Keywords: Aspergillus; Candida; Cryptococcus; acylhydrazone; antifungal agents; invasive fungal infections.

FIG 1

Structure of SB-AF-1002.

FIG 2

(a) Survival of mice infected intranasally with 5 × 10⁵ C. neoformans cells and treated with 20 mg/kg/day of the compound through gavage. #, P = 0.0001 for SB-AF-1002 versus no drug; *, P = 0.0007 for SB-AF-1002 versus fluconazole (Fluco). (b and c) Endpoint numbers of CFU in the brain and lungs of mice that survived in the experiment whose results are presented in panel a. (d) Survival of mice infected intranasally with 5 × 10⁵ C. neoformans cells with treatment starting at 5 days after infection with 20 mg/kg/day of compounds through gavage. #, P = 0.0001 for SB-AF-1002 versus no drug; *, P = 0.0016 for SB-AF-1002 versus fluconazole. (e and f) Endpoint numbers of CFU in the lungs and brains of mice that survived in the experiment whose results are presented in panel d.

FIG 3

(a) Survival of mice infected intranasally with 5 × 10⁵ C. neoformans cells and treated daily with increasing concentrations of SB-AF-1002 (05, 5, 20, and 40 mg/kg) through gavage, starting at day 5 postinfection. #, P < 0.0001 for SB-AF-1002 at 40 mg/kg versus no drug; *, P = 0.0005 for SB-AF-1002 at 20 mg/kg versus no drug; ^, P = 0.0016 for SB-AF-1002 at 5 mg/kg versus no drug; ✬, P = 0.136 for SB-AF-1002 at 0.5 mg/kg versus no drug. (b and c) Endpoint numbers of CFU in the lungs and brains of the mice that survived in the experiment whose results are presented in panel a.

FIG 4

(a) Survival of mice infected intravenously with 10⁵ C. albicans cells and starting a daily treatment on the day of infection with increasing concentration of SB-AF-1002 through gavage.
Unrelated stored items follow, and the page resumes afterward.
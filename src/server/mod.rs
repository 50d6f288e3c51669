//! HTTP server for the art sparker API.
//!
//! Provides REST endpoints for:
//! - Prompt generation and fragment changes (quota-gated)
//! - Image rendering and the rewarded bonus
//! - Weekly challenge and user preferences

pub mod routes;
pub mod state;

pub use routes::create_router;
pub use state::AppState;

use std::future::Future;
use std::net::SocketAddr;
use std::sync::Arc;

use axum::Router;
use tower_http::cors::{Any, CorsLayer};
use tower_http::trace::TraceLayer;

/// Default server port.
pub const DEFAULT_PORT: u16 = 3000;

/// Router with CORS and request tracing applied.
pub fn build_app(state: Arc<AppState>) -> Router {
    let cors = CorsLayer::new()
        .allow_origin(Any)
        .allow_methods(Any)
        .allow_headers(Any);

    create_router(state)
        .layer(cors)
        .layer(TraceLayer::new_for_http())
}

/// Start the HTTP server with graceful shutdown support.
///
/// The server will stop accepting new connections when `shutdown_signal` completes.
///
/// # Errors
/// Returns an error if the listener cannot be bound or the server fails.
pub async fn run_server_with_shutdown<F>(
    state: Arc<AppState>,
    port: u16,
    shutdown_signal: F,
) -> Result<(), Box<dyn std::error::Error + Send + Sync>>
where
    F: Future<Output = ()> + Send + 'static,
{
    let app = build_app(state);

    let addr = SocketAddr::from(([0, 0, 0, 0], port));
    tracing::info!("Art sparker server listening on http://{}", addr);

    let listener = tokio::net::TcpListener::bind(addr).await?;
    axum::serve(listener, app)
        .with_graceful_shutdown(shutdown_signal)
        .await?;

    Ok(())
}
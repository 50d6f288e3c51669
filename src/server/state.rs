//! Application state shared across all request handlers.

use std::sync::Arc;

use anyhow::Context;
use tracing::{info, warn};

use crate::backend::{BackendClient, SessionStore};
use crate::config::AppConfig;
use crate::llm::OpenAiClient;
use crate::prompt::PromptGenerator;
use crate::quota::{QuotaController, QuotaStore, SystemClock};
use crate::storage::{Preferences, open_store};

/// Shared application state.
pub struct AppState {
    /// Quota-gated prompt actions.
    pub controller: QuotaController,
    /// Persisted user preferences.
    pub preferences: Preferences,
    /// Persisted backend session.
    pub sessions: SessionStore,
    /// Backend client, when one is configured.
    pub backend: Option<BackendClient>,
}

impl AppState {
    /// Assemble state from already built parts.
    #[must_use]
    pub fn new(
        controller: QuotaController,
        preferences: Preferences,
        sessions: SessionStore,
        backend: Option<BackendClient>,
    ) -> Arc<Self> {
        Arc::new(Self {
            controller,
            preferences,
            sessions,
            backend,
        })
    }

    /// Build every component from configuration.
    ///
    /// # Errors
    /// Returns an error if storage cannot be opened or a client cannot be built.
    pub async fn from_config(config: &AppConfig) -> anyhow::Result<Arc<Self>> {
        let store = open_store(&config.storage)
            .await
            .context("Failed to open key-value storage")?;

        if config.llm.api_key.is_none() {
            warn!("No OpenAI API key configured, prompts will come from the local corpus");
        }
        let openai = Arc::new(
            OpenAiClient::new(&config.llm).context("Failed to create OpenAI client")?,
        );
        let generator = PromptGenerator::new(
            openai.clone(),
            openai,
            config.llm.clone(),
            config.generator.clone(),
        );

        let quota = QuotaStore::new(Arc::clone(&store), Arc::new(SystemClock));
        let controller = QuotaController::new(config.quota.clone(), quota, generator)
            .context("Failed to compile prompt parser")?;

        let backend = config
            .backend
            .as_ref()
            .map(BackendClient::new)
            .transpose()
            .context("Failed to create backend client")?;
        if backend.is_none() {
            info!("No backend configured, challenges use the placeholder");
        }

        Ok(Self::new(
            controller,
            Preferences::new(Arc::clone(&store)),
            SessionStore::new(store),
            backend,
        ))
    }
}
//! Weekly drawing challenge.

use chrono::{DateTime, Duration, Utc};
use serde::{Deserialize, Serialize};

/// Id of the challenge shown when none can be fetched.
pub const PLACEHOLDER_ID: &str = "placeholder";
/// Prompt of the placeholder challenge.
pub const PLACEHOLDER_PROMPT: &str = "A mystical dragon is gardening in a crystal cave";
/// Placeholder challenges run for a week from the moment they are built.
pub const PLACEHOLDER_DAYS: i64 = 7;

/// A community challenge and its submissions, best voted first.
#[derive(Clone, Debug, PartialEq, Eq, Serialize, Deserialize)]
pub struct Challenge {
    /// Backend id, or [`PLACEHOLDER_ID`].
    pub id: String,
    /// Prompt everyone draws.
    pub prompt: String,
    /// When submissions close.
    pub end_date: DateTime<Utc>,
    /// Artwork submitted so far.
    pub submissions: Vec<Submission>,
}

impl Challenge {
    /// Stand-in challenge ending a week after `now`.
    #[must_use]
    pub fn placeholder(now: DateTime<Utc>) -> Self {
        Self {
            id: PLACEHOLDER_ID.to_string(),
            prompt: PLACEHOLDER_PROMPT.to_string(),
            end_date: now + Duration::days(PLACEHOLDER_DAYS),
            submissions: Vec::new(),
        }
    }

}

/// One submitted artwork.
#[derive(Clone, Debug, PartialEq, Eq, Serialize, Deserialize)]
pub struct Submission {
    /// Backend id.
    pub id: String,
    /// Public image URL.
    pub image_url: String,
    /// Title, `Untitled` when none was given.
    pub title: String,
    /// Author id.
    pub user_id: String,
    /// Vote count.
    pub votes: i64,
}

#[cfg(test)]
mod tests {
    use super::*;

    #[test]
    fn test_placeholder_ends_in_a_week() {
        let now = Utc::now();
        let challenge = Challenge::placeholder(now);
        assert_eq!(challenge.id, PLACEHOLDER_ID);
        assert_eq!(challenge.prompt, PLACEHOLDER_PROMPT);
        assert_eq!(challenge.end_date - now, Duration::days(7));
    }
}
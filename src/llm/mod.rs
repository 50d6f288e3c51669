//! Remote text and image generation services.
//!
//! The prompt generator only sees the [`TextGenerator`] and [`ImageGenerator`]
//! traits; [`OpenAiClient`] is the production implementation of both.

pub mod error;
pub mod openai;

pub use error::{LlmError, LlmResult};
pub use openai::OpenAiClient;

use std::future::Future;
use std::pin::Pin;

/// Boxed future type for generation service calls.
pub type LlmFuture<'a, T> = Pin<Box<dyn Future<Output = T> + Send + 'a>>;

/// A single-turn chat completion request.
#[derive(Clone, Debug, PartialEq)]
pub struct CompletionRequest {
    /// System instruction constraining the output.
    pub system: String,
    /// User instruction.
    pub user: String,
    /// Model id.
    pub model: String,
    /// Sampling temperature.
    pub temperature: f64,
}

/// An image generation request.
#[derive(Clone, Debug, PartialEq, Eq)]
pub struct ImageRequest {
    /// Full prompt, style suffix included.
    pub prompt: String,
    /// Model id.
    pub model: String,
    /// Number of images requested.
    pub count: u32,
    /// Image size, e.g. `512x512`.
    pub size: String,
}

/// Text completion service.
pub trait TextGenerator: Send + Sync {
    /// Run one completion and return the generated text.
    ///
    /// # Errors
    /// Returns an error on transport failure, timeout, non-success status or
    /// a response without usable content.
    fn complete(&self, request: CompletionRequest) -> LlmFuture<'_, LlmResult<String>>;
}

/// Image generation service.
pub trait ImageGenerator: Send + Sync {
    /// Generate images and return their URLs in service order.
    ///
    /// # Errors
    /// Returns an error on transport failure, timeout or non-success status.
    fn generate_images(&self, request: ImageRequest) -> LlmFuture<'_, LlmResult<Vec<String>>>;
}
There were no statistically significant differences between the groups. (b) Endpoint numbers of CFU in the left (L) and right (R) kidneys of the surviving mice treated with SB-AF-1002 at 20, 40, or 80 mg/kg. No CFU were observed in the left kidneys. (c) Survival of mice infected intravenously with 10⁵ C. albicans cells and treated with 3 mg/kg/day of SB-AF-1002 intravenously. *, P = 0.0003 for SB-AF-1002 versus no drug. (d) Endpoint numbers of CFU in the left and right kidneys of the surviving mice in the experiment whose results are presented in panel c.

FIG 5

(a) Survival of mice infected intranasally with 5 × 10⁵ A. fumigatus conidia. Animals were immunosuppressed (IS) at 1 day prior to infection and treated with increasing concentrations of SB-AF-1002 (20, 40, and 80 mg/kg/day) or with voriconazole (Vori) at 20 mg/kg/day through gavage starting on the same day of infection. *, P = 0.0012 for SB-AF-1002 versus no drug. (b) Endpoint numbers of PFU in the lungs of mice that survived in the experiment whose results are presented in panel a. (c) Survival of mice infected intranasally with 5 × 10⁵ A. fumigatus conidia and treated with SB-AF-1002 at 40 mg/kg/day or voriconazole at 20 mg/kg/day starting at 5 days before infection. Animals were immunocompromised at 1 day prior to infection. *, P < 0.0001 for SB-AF-1002 versus no drug; #, P = 0.013 for SB-AF-1002 versus voriconazole; ^, P = 0.0269 for voriconazole versus no drug. (d) Endpoint numbers of PFU in the lungs of mice that survived the experiment whose results are presented in panel c.

FIG 6

Pharmacokinetic studies of SB-AF-1002 administered intravenously (A) or orally (B) using a single dose of 1 mg/kg or 20 mg/kg, respectively.